Strange, in accepting the assignment, said his office will not back down from enforcing the gambling laws in the state under his leadership.
“The people of Alabama have elected me to enforce the laws of this great state,” Strange said following the assignment. “I intend to enforce the rule of law as it is written and in strict accordance with the decisions of the Alabama Supreme Court.”
Jessica Garrison, a spokeswoman with Strange’s office, said Bentley and Strange are not making comments concerning the effects of the task force assignment on Indian-owned casinos in the state.
“They are not making any comments outside of the information already released,” Garrison said. “(Any effect on) those establishments won’t be discussed until after they take office.”
Riley, who will complete his final term in office Jan. 16, commended the announcement made by Bentley in the assignment.
“I applaud Attorney General-elect Strange for his commitment to ensuring Alabama law is enforced equally and as it is written in all 67 counties,” he said in a statement. “The list of legal principles spelled out in the joint statement is solid, unadulterated law and it is completely consistent with the view that the Task Force and I have taken over the last two years. The gambling bosses who had hoped that Alabama’s new elected officials would allow them to break the law must be sorely disappointed today.”

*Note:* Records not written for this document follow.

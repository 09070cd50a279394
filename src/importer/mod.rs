//! Statement import runs
//!
//! A run reads a bank statement, loads the ledger, and walks every pending
//! record through reconcile, insert or skip. See [`Importer`] for the loop
//! and [`run_import`] for the whole run.

pub mod config;
pub mod session;

pub use config::*;
pub use session::*;

use crate::traits::*;
use crate::types::*;

/// Import `config.statement` into `config.ledger`
///
/// Missing inputs, unreadable files and an unresolvable target account end
/// the run with an error before any record is processed. A fatal error later
/// in the run comes back as [`ImportError::Interrupted`], carrying whatever
/// entries were already buffered.
pub fn run_import<P: Prompter>(
    config: &ImportConfig,
    reader: &dyn StatementReader,
    prompter: P,
) -> ImportResult<ImportReport> {
    config.validate()?;

    let statement = reader.read(&config.statement)?;
    tracing::info!(
        path = %config.statement.display(),
        account = %statement.account_id,
        transactions = statement.transactions.len(),
        "read statement"
    );

    let mut importer = Importer::from_config(config, &statement, prompter)?;
    if let Err(error) = importer.run(&statement.transactions) {
        let output = importer.finish().output;
        tracing::error!(error = %error, buffered = output.is_some(), "import interrupted");
        return Err(ImportError::Interrupted {
            error: Box::new(error),
            output,
        });
    }
    let report = importer.finish();
    tracing::info!(stats = %report.stats, "import finished");
    Ok(report)
}
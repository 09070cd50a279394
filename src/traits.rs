//! Traits for the interactive and input seams of the importer

use std::path::Path;

use crate::types::*;

/// A question put to the user
#[derive(Debug, Clone, PartialEq, Eq)]
pub struct Question {
    /// Prompt text, e.g. `...Reconcile, Insert or Skip? > `
    pub text: String,
    /// Answer used when the user enters nothing
    pub default: Option<String>,
    /// Short help line listing the accepted answers
    pub hint: Option<String>,
}

impl Question {
    /// Create a question without default or hint
    pub fn new(text: impl Into<String>) -> Self {
        Self {
            text: text.into(),
            default: None,
            hint: None,
        }
    }

    /// Set the answer used on empty input
    pub fn with_default(mut self, default: impl Into<String>) -> Self {
        self.default = Some(default.into());
        self
    }

    /// Set the help line
    pub fn with_hint(mut self, hint: impl Into<String>) -> Self {
        self.hint = Some(hint.into());
        self
    }
}

/// What the user answered
#[derive(Debug, Clone, PartialEq, Eq)]
pub enum Reply {
    /// Text entered (the default already substituted for empty input)
    Text(String),
    /// The cancel key was pressed
    Cancel,
}

/// Interaction abstraction for the importer
///
/// Every prompt blocks until answered. `ask` returns
/// [`ImportError::PromptClosed`] once no more input can be read.
pub trait Prompter {
    /// Ask a question and wait for the answer
    fn ask(&mut self, question: &Question) -> ImportResult<Reply>;

    /// Show an informational line
    fn say(&mut self, message: &str);

    /// Show a warning line
    fn warn(&mut self, message: &str);
}

/// Ask until `parse` accepts the answer
///
/// Invalid answers are reported and the question is asked again; they never
/// reach the caller. `Ok(None)` means the user cancelled.
pub fn ask_valid<P, T, F>(prompter: &mut P, question: &Question, mut parse: F) -> ImportResult<Option<T>>
where
    P: Prompter + ?Sized,
    F: FnMut(&str) -> ImportResult<T>,
{
    loop {
        match prompter.ask(question)? {
            Reply::Cancel => return Ok(None),
            Reply::Text(text) => match parse(text.trim()) {
                Ok(value) => return Ok(Some(value)),
                Err(ImportError::Validation(message)) => {
                    tracing::debug!(input = %text, %message, "rejected answer");
                    prompter.warn(&message);
                }
                Err(other) => return Err(other),
            },
        }
    }
}

/// A bank statement as delivered by a statement parser
#[derive(Debug, Clone, PartialEq)]
pub struct Statement {
    /// Bank account id of the statement
    pub account_id: String,
    /// Default currency declared by the statement
    pub currency: Option<String>,
    /// Transactions in statement order
    pub transactions: Vec<TransactionRecord>,
}

/// Parser abstraction for bank-statement containers
pub trait StatementReader {
    /// Read and parse the statement at `path`
    fn read(&self, path: &Path) -> ImportResult<Statement>;
}
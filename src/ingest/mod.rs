//! Bank statement readers

pub mod ofx;

pub use ofx::*;
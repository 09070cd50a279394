//! Interactive editing of an entry before it is committed
//!
//! The editor is a small state machine. It waits for a command, edits the
//! selected field, and goes back to waiting until the entry is saved:
//!
//! ```text
//! AwaitingCommand --(d|f|p|n|t|l|o)--> Edit(field) --(done | cancel)--> AwaitingCommand
//! AwaitingCommand --(s)--> Save
//! ```
//!
//! A cancelled field edit leaves the field as it was. Cancelling at the
//! command prompt abandons the entry; the caller leaves its record
//! unresolved.

pub mod command;

pub use command::*;

use crate::ledger::builder::{build_postings, BuildSettings, PostingBuilder, CANCEL_HINT};
use crate::ledger::format::{format_amount, render_entry};
use crate::traits::*;
use crate::types::*;
use crate::utils::validation::{parse_date, parse_tokens};

/// Where the editor is
#[derive(Debug, Clone, Copy, PartialEq, Eq)]
pub enum EditState {
    AwaitingCommand,
    Edit(Field),
    Save,
}

/// How an editing session ended
#[derive(Debug, Clone, Copy, PartialEq, Eq)]
pub enum EditOutcome {
    /// The entry is ready to be written
    Saved,
    /// The user backed out; nothing should be written
    Abandoned,
}

/// Edits one entry in place
pub struct EntryEditor<'a> {
    entry: &'a mut LedgerEntry,
    record: &'a TransactionRecord,
    target_account: &'a str,
    settings: &'a BuildSettings,
    state: EditState,
}

impl<'a> EntryEditor<'a> {
    /// Editor for `entry`, which was built or matched for `record`
    pub fn new(
        entry: &'a mut LedgerEntry,
        record: &'a TransactionRecord,
        target_account: &'a str,
        settings: &'a BuildSettings,
    ) -> Self {
        Self {
            entry,
            record,
            target_account,
            settings,
            state: EditState::AwaitingCommand,
        }
    }

    pub fn state(&self) -> EditState {
        self.state
    }

    /// Drive the editor until the entry is saved or abandoned
    pub fn run<P: Prompter + ?Sized>(&mut self, prompter: &mut P) -> ImportResult<EditOutcome> {
        loop {
            match self.state {
                EditState::AwaitingCommand => {
                    prompter.say(render_entry(self.entry).trim_end());
                    let question = Question::new("...Edit? > ")
                        .with_default("s")
                        .with_hint(EDIT_HINT);
                    match ask_valid(prompter, &question, str::parse::<EditCommand>)? {
                        Some(EditCommand::Edit(field)) => self.state = EditState::Edit(field),
                        Some(EditCommand::Save) => self.state = EditState::Save,
                        None => {
                            tracing::debug!(record = %self.record.id, "entry abandoned");
                            return Ok(EditOutcome::Abandoned);
                        }
                    }
                }
                EditState::Edit(field) => {
                    let changed = self.edit(prompter, field)?;
                    if changed {
                        tracing::debug!(record = %self.record.id, %field, "field edited");
                    }
                    self.state = EditState::AwaitingCommand;
                }
                EditState::Save => return Ok(EditOutcome::Saved),
            }
        }
    }

    /// Edit a single field; returns whether it changed
    fn edit<P: Prompter + ?Sized>(&mut self, prompter: &mut P, field: Field) -> ImportResult<bool> {
        match field {
            Field::Date => {
                let question = self.question("...Date? > ", Some(self.entry.date.to_string()));
                Ok(match ask_valid(prompter, &question, parse_date)? {
                    Some(date) => replace(&mut self.entry.date, date),
                    None => false,
                })
            }
            Field::Flag => {
                let question = self.question("...Flag? > ", Some(self.entry.flag.to_string()));
                Ok(match ask_valid(prompter, &question, str::parse::<Flag>)? {
                    Some(flag) => replace(&mut self.entry.flag, flag),
                    None => false,
                })
            }
            Field::Payee => {
                let question = self.question("...Payee? > ", self.entry.payee.clone());
                Ok(match ask_valid(prompter, &question, optional_text)? {
                    Some(payee) => replace(&mut self.entry.payee, payee),
                    None => false,
                })
            }
            Field::Narration => {
                let question = self.question("...Narration? > ", self.entry.narration.clone());
                Ok(match ask_valid(prompter, &question, optional_text)? {
                    Some(narration) => replace(&mut self.entry.narration, narration),
                    None => false,
                })
            }
            Field::Tags => {
                let question = self.question("...Tags? > ", None);
                Ok(match ask_valid(prompter, &question, |s| parse_tokens(s, '#'))? {
                    Some(Some(tags)) => replace(&mut self.entry.tags, tags),
                    _ => false,
                })
            }
            Field::Links => {
                let question = self.question("...Links? > ", None);
                Ok(match ask_valid(prompter, &question, |s| parse_tokens(s, '^'))? {
                    Some(Some(links)) => replace(&mut self.entry.links, links),
                    _ => false,
                })
            }
            Field::Postings => self.rebuild_postings(prompter),
        }
    }

    /// Start the postings over from empty
    ///
    /// The old postings stay in place until the new set balances, so a
    /// cancelled rebuild changes nothing.
    fn rebuild_postings<P: Prompter + ?Sized>(&mut self, prompter: &mut P) -> ImportResult<bool> {
        prompter.say(&format!(
            "...Rebuilding postings for {}",
            format_amount(&self.record.amount)
        ));
        let builder = PostingBuilder::new(
            self.record,
            self.target_account,
            &self.settings.default_currency,
        );
        match build_postings(prompter, builder, self.settings)? {
            Some(postings) => {
                self.entry.postings = postings;
                Ok(true)
            }
            None => Ok(false),
        }
    }

    fn question(&self, text: &str, default: Option<String>) -> Question {
        let question = Question::new(text).with_hint(CANCEL_HINT);
        match default {
            Some(default) => question.with_default(default),
            None => question,
        }
    }
}

fn optional_text(text: &str) -> ImportResult<Option<String>> {
    let text = text.trim();
    Ok(if text.is_empty() {
        None
    } else {
        Some(text.to_string())
    })
}

fn replace<T: PartialEq>(slot: &mut T, value: T) -> bool {
    if *slot == value {
        false
    } else {
        *slot = value;
        true
    }
}

#[cfg(test)]
mod tests {
    use super::*;
    use crate::utils::scripted::{ScriptedPrompter, CANCEL};
    use bigdecimal::BigDecimal;
    use chrono::NaiveDate;
    use std::str::FromStr;

    fn dec(s: &str) -> BigDecimal {
        BigDecimal::from_str(s).unwrap()
    }

    fn record() -> TransactionRecord {
        TransactionRecord::new(
            "1001".to_string(),
            NaiveDate::from_ymd_opt(2024, 3, 5).unwrap(),
            "ACME".to_string(),
            dec("-42.50"),
        )
    }

    fn built_entry(record: &TransactionRecord) -> LedgerEntry {
        let mut builder = PostingBuilder::new(record, "Assets:Checking", "USD");
        builder
            .add_posting("Expenses:Shopping", dec("42.50"), "USD")
            .unwrap();
        let mut entry = LedgerEntry::new(record.date, Flag::Complete, Some(record.payee.clone()));
        entry.postings = builder.finish().unwrap();
        entry
    }

    fn settings() -> BuildSettings {
        BuildSettings::new("USD").with_default_currency_only(true)
    }

    #[test]
    fn test_save_immediately() {
        let record = record();
        let mut entry = built_entry(&record);
        let original = entry.clone();
        let settings = settings();
        let mut prompter = ScriptedPrompter::new([""]);

        let mut editor = EntryEditor::new(&mut entry, &record, "Assets:Checking", &settings);
        assert_eq!(editor.state(), EditState::AwaitingCommand);
        assert_eq!(editor.run(&mut prompter).unwrap(), EditOutcome::Saved);
        assert_eq!(editor.state(), EditState::Save);
        assert_eq!(entry, original);
    }

    #[test]
    fn test_edit_fields_then_save() {
        let record = record();
        let mut entry = built_entry(&record);
        let settings = settings();
        let mut prompter = ScriptedPrompter::new([
            "d", "2024-02-30", "2024-03-07",
            "f", "?", "!",
            "n", "Groceries",
            "t", "#food bad!tag", "#food trip-2024",
            "l", "^receipt-1",
            "p", "Acme Corp",
            "s",
        ]);

        let outcome = EntryEditor::new(&mut entry, &record, "Assets:Checking", &settings)
            .run(&mut prompter)
            .unwrap();

        assert_eq!(outcome, EditOutcome::Saved);
        assert_eq!(entry.date, NaiveDate::from_ymd_opt(2024, 3, 7).unwrap());
        assert_eq!(entry.flag, Flag::Incomplete);
        assert_eq!(entry.narration.as_deref(), Some("Groceries"));
        assert_eq!(entry.payee.as_deref(), Some("Acme Corp"));
        assert_eq!(
            entry.tags.iter().map(String::as_str).collect::<Vec<_>>(),
            ["food", "trip-2024"]
        );
        assert!(entry.links.contains("receipt-1"));
        assert_eq!(prompter.warned.len(), 3);
    }

    #[test]
    fn test_flag_accepts_only_ledger_flags() {
        let record = record();
        let mut entry = built_entry(&record);
        let settings = settings();
        let mut prompter = ScriptedPrompter::new(["f", "txn", "!", "s"]);

        EntryEditor::new(&mut entry, &record, "Assets:Checking", &settings)
            .run(&mut prompter)
            .unwrap();

        assert_eq!(entry.flag, Flag::Incomplete);
        assert_eq!(prompter.warned, vec!["Flag must be '*' or '!', got 'txn'".to_string()]);
    }

    #[test]
    fn test_cancel_and_empty_leave_fields_unchanged() {
        let record = record();
        let mut entry = built_entry(&record);
        entry.tags.insert("keep".to_string());
        let original = entry.clone();
        let settings = settings();
        let mut prompter = ScriptedPrompter::new([
            "d", CANCEL,
            "t", "",
            "l", CANCEL,
            "x",
            "o", "Expenses:Food", CANCEL,
            "s",
        ]);

        let outcome = EntryEditor::new(&mut entry, &record, "Assets:Checking", &settings)
            .run(&mut prompter)
            .unwrap();

        assert_eq!(outcome, EditOutcome::Saved);
        assert_eq!(entry, original);
        assert_eq!(prompter.warned, vec!["Please enter a valid response".to_string()]);
    }

    #[test]
    fn test_rebuild_postings_rebalances() {
        let record = record();
        let mut entry = built_entry(&record);
        let settings = settings();
        let mut prompter = ScriptedPrompter::new([
            "o",
            "Expenses:Food", "30",
            "Expenses:Home", "",
            "s",
        ]);

        EntryEditor::new(&mut entry, &record, "Assets:Checking", &settings)
            .run(&mut prompter)
            .unwrap();

        assert_eq!(entry.postings.len(), 3);
        assert_eq!(entry.positive_total(), dec("42.50"));
        assert!(entry.is_balanced());
        assert!(entry.reconciles("Assets:Checking", None, "1001"));
    }

    #[test]
    fn test_cancel_at_command_abandons() {
        let record = record();
        let mut entry = built_entry(&record);
        let settings = settings();
        let mut prompter = ScriptedPrompter::new([CANCEL]);

        let outcome = EntryEditor::new(&mut entry, &record, "Assets:Checking", &settings)
            .run(&mut prompter)
            .unwrap();
        assert_eq!(outcome, EditOutcome::Abandoned);
    }

    #[test]
    fn test_closed_input_propagates() {
        let record = record();
        let mut entry = built_entry(&record);
        let settings = settings();
        let mut prompter = ScriptedPrompter::new(["d"]);

        let result = EntryEditor::new(&mut entry, &record, "Assets:Checking", &settings)
            .run(&mut prompter);
        assert!(matches!(result, Err(ImportError::PromptClosed)));
    }
}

In the joint announcement from Bentley and Strange, the duo said gambling establishments that have previously been closed under the threat of raids by the task force should not see this an a signal that opening would be allowed.
“I will work with local district attorneys who are willing to be part of our team,” Strange said.
Alabama law concerning illegal gambling devices such as slot machines and so-called “electronic bingo” will continue to be as follows:
• Any machine that meets the definition of a slot machine or gambling device pursuant to Sections 13A-12-20 (5) and (10) of the Code of Alabama (1975) will be seized, gambling proceeds will be seized, forfeiture actions will be pursued; and any persons who are in the possession of illegal slot machines or who are promoting illegal gambling will be prosecuted, period.
• Absolutely no constitutional amendment in the State of Alabama authorizes the use of machines that accept cash or credit and then dispense cash value prizes based upon chance. Machines with those features are slot machines and are not made legal by any bingo amendment. Likewise, no local bingo rule, regulation or ordinance can legally authorize slot machines.
• The six factors defining bingo laid out by the Alabama Supreme Court in the Cornerstone case will be applied strictly. Those factors cannot be changed, diluted, waived, redefined or reinterpreted by local rule, local regulation, or local definitions, nor through purported certifications from a gaming laboratory.
The Attorney General’s office will provide guidance to prosecutors after the transition, but Bentley said the operators of gambling establishments throughout the state should clearly understand the legal position of the State of Alabama moving forward beginning on Jan. 17.